Even if this pregnancy is not your first, we know you will have questions. Your doctor knows you best and understands your unique healthcare needs and will be your best source of information about your pregnancy.
You will be asked about you and your family’s health history and about any medications you take, including over-the-counter medicines, vitamins, minerals and other supplements. Your provider will start you on a prenatal vitamin that contains folic acid which helps to reduce the chance of your baby developing neural tube birth defects.
Talk to your doctor or healthcare provider if you smoke. This is the time to quit to avoid problems like miscarriage, preterm birth, or even infant death. Nicotine can cross the placenta and affect the baby’s growth. Research shows that drinking alcohol also can increase the chance of having a baby with a low birth weight and learning disabilities.
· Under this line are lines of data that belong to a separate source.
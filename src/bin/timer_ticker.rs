//! Print `tick` until a one-shot timer fires, then `timeout`.
//!
//! Run with: cargo run --bin timer_ticker

use chanselect::demo::{ticker, DemoError, Transcript};
use chanselect::{init_tracing, DemoConfig};

#[tokio::main]
async fn main() -> Result<(), DemoError> {
    init_tracing();
    let config = DemoConfig::from_env()?;
    ticker::run(&config.timer, config.stall(), &Transcript::stdout()).await?;
    Ok(())
}
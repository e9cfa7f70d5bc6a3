//! # chanselect
//!
//! Go-style channels and `select` on top of tokio.
//!
//! ## Channels
//! - [`Chan::new(0)`](Chan::new) is a rendezvous: a send completes only when a
//!   receiver takes the value
//! - [`Chan::new(n)`](Chan::new) buffers up to `n` values,
//!   [`Chan::unbounded`] never blocks a sender
//! - closing wakes every waiter; receivers drain what is buffered, then see `None`
//!
//! ## Select
//! - [`Select`] waits on several sends and receives and commits exactly one
//! - ready cases are picked at random unless the select is `biased`
//! - a `default` case runs when nothing is ready
//! - `send_with` defers evaluating the value until the case commits
//!
//! ## Demos
//! The [`demo`] module holds the classic snippets (selector loop,
//! rendezvous pair, Fibonacci with quit, ticker) that the binaries run.

mod arm;
pub mod chan;
pub mod config;
pub mod demo;
pub mod error;
mod queue;
pub mod select;
mod signal;
pub mod timer;
pub mod trace;

pub use chan::{Chan, ChanStats};
pub use config::{ConfigError, DemoConfig, Evaluation};
pub use demo::{DemoError, Transcript};
pub use error::{ChanError, SelectError, SendError, TryRecvError, TrySendError};
pub use select::{select, Select};
pub use timer::Timer;
pub use trace::init_tracing;
//! Selector loop: race a send on an unbuffered channel against reads from a
//! channel preloaded with 1, 2, 3.
//!
//! Run with: cargo run --bin select_loop

use chanselect::demo::{selector, DemoError, Transcript};
use chanselect::{init_tracing, DemoConfig};

#[tokio::main]
async fn main() -> Result<(), DemoError> {
    init_tracing();
    let config = DemoConfig::from_env()?;
    selector::run(&config.selector, config.stall(), &Transcript::stdout()).await?;
    Ok(())
}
Your doctor will give you more specific instructions, but in general, it is best to avoid raw or under-cooked foods and deli-style meats. Make sure to drink plenty of water. A good way to check if you are properly hydrated is to monitor the color of your urine. If it is dark yellow, you may need to drink more water. The American College of Obstetricians and Gynecologists also advises pregnant women to limit their caffeine intake to less than 200 mg per day.
About 75% of women experience nausea in early pregnancy. The best advice if you have morning sickness is to do your best to eat well. Some tips include eating small meals and snacks more frequent meals and snacks. Eating bland foods is also helpful.
Exercise is an important aspect of a healthy pregnancy. Your doctor can provide the best advice for your activity level. Make sure that you stay hydrated throughout your workout routine, and stop exercise immediately if you experience weakness, dizziness, shortness of breath, chest pain or uterine contractions/cramping. Avoid high impact sports or sports where you are at high risk of falling. After the first trimester, avoid exercises that require you to lie flat on your back.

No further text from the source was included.